Would you please write out each entry precisely as given?

(Collected data)

▽

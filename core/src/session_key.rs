//! SessionKey: the 256-bit symmetric key produced by a
//! completed handshake, its in-memory installation, and its 60-minute
//! expiry. A newer handshake may overwrite an older key for the same
//! peer; the new key applies to all subsequent sends.

use crate::clock::{Clock, SystemClock};
use std::collections::HashMap;
use std::sync::Mutex;

const SESSION_KEY_TTL_MS: i64 = 60 * 60 * 1000;

#[derive(Debug, Clone, Copy, PartialEq, Eq)]
pub struct SessionKey {
    pub key: [u8; 32],
    pub established_at_ms: i64,
}

impl SessionKey {
    pub fn is_expired(&self, now_ms: i64) -> bool {
        now_ms - self.established_at_ms > SESSION_KEY_TTL_MS
    }
}

/// Per-peer map of installed session keys: an explicit handle
/// rather than a global. Multiple independent handles may coexist in one
/// process (e.g. one per test, or one per simulated peer in an
/// in-process two-peer test).
pub struct SessionKeyTable<C: Clock = SystemClock> {
    keys: Mutex<HashMap<String, SessionKey>>,
    clock: C,
}

impl SessionKeyTable<SystemClock> {
    pub fn new() -> Self {
        Self {
            keys: Mutex::new(HashMap::new()),
            clock: SystemClock,
        }
    }
}

impl Default for SessionKeyTable<SystemClock> {
    fn default() -> Self {
        Self::new()
    }
}

impl<C: Clock> SessionKeyTable<C> {
    pub fn with_clock(clock: C) -> Self {
        Self {
            keys: Mutex::new(HashMap::new()),
            clock,
        }
    }

    /// Installs or overwrites the session key for `peer_id`.
    pub fn install(&self, peer_id: &str, key: [u8; 32]) {
        let established_at_ms = self.clock.now_ms();
        self.keys.lock().unwrap().insert(
            peer_id.to_string(),
            SessionKey {
                key,
                established_at_ms,
            },
        );
    }

    /// Returns the live key for `peer_id`, evicting it first if expired.
    pub fn get(&self, peer_id: &str) -> Option<SessionKey> {
        let now_ms = self.clock.now_ms();
        let mut guard = self.keys.lock().unwrap();
        match guard.get(peer_id) {
            Some(sk) if sk.is_expired(now_ms) => {
                guard.remove(peer_id);
                None
            }
            Some(sk) => Some(*sk),
            None => None,
        }
    }

    pub fn clear(&self, peer_id: &str) {
        self.keys.lock().unwrap().remove(peer_id);
    }
}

△

▶ ANSWER SPACE
filename core/src/session_key.rs
//! SessionKey: the 256-bit symmetric key produced by a
//! completed handshake, its in-memory installation, and its 60-minute
//! expiry. A newer handshake may overwrite an older key for the same
//! peer; the new key applies to all subsequent sends.

use crate::clock::{Clock, SystemClock};
use std::collections::HashMap;
use std::sync::Mutex;

const SESSION_KEY_TTL_MS: i64 = 60 * 60 * 1000;

#[derive(Debug, Clone, Copy, PartialEq, Eq)]
pub struct SessionKey {
    pub key: [u8; 32],
    pub established_at_ms: i64,
}

impl SessionKey {
    pub fn is_expired(&self, now_ms: i64) -> bool {
        now_ms - self.established_at_ms > SESSION_KEY_TTL_MS
    }
}

/// Per-peer map of installed session keys: an explicit handle
/// rather than a global. Multiple independent handles may coexist in one
/// process (e.g. one per test, or one per simulated peer in an
/// in-process two-peer test).
pub struct SessionKeyTable<C: Clock = SystemClock> {
    keys: Mutex<HashMap<String, SessionKey>>,
    clock: C,
}

impl SessionKeyTable<SystemClock> {
    pub fn new() -> Self {
        Self {
            keys: Mutex::new(HashMap::new()),
            clock: SystemClock,
        }
    }
}

impl Default for SessionKeyTable<SystemClock> {
    fn default() -> Self {
        Self::new()
    }
}

impl<C: Clock> SessionKeyTable<C> {
    pub fn with_clock(clock: C) -> Self {
        Self {
            keys: Mutex::new(HashMap::new()),
            clock,
        }
    }

    /// Installs or overwrites the session key for `peer_id`.
    pub fn install(&self, peer_id: &str, key: [u8; 32]) {
        let established_at_ms = self.clock.now_ms();
        self.keys.lock().unwrap().insert(
            peer_id.to_string(),
            SessionKey {
                key,
                established_at_ms,
            },
        );
    }

    /// Returns the live key for `peer_id`, evicting it first if expired.
    pub fn get(&self, peer_id: &str) -> Option<SessionKey> {
        let now_ms = self.clock.now_ms();
        let mut guard = self.keys.lock().unwrap();
        match guard.get(peer_id) {
            Some(sk) if sk.is_expired(now_ms) => {
                guard.remove(peer_id);
                None
            }
            Some(sk) => Some(*sk),
            None => None,
        }
    }

    pub fn clear(&self, peer_id: &str) {
        self.keys.lock().unwrap().remove(peer_id);
    }
}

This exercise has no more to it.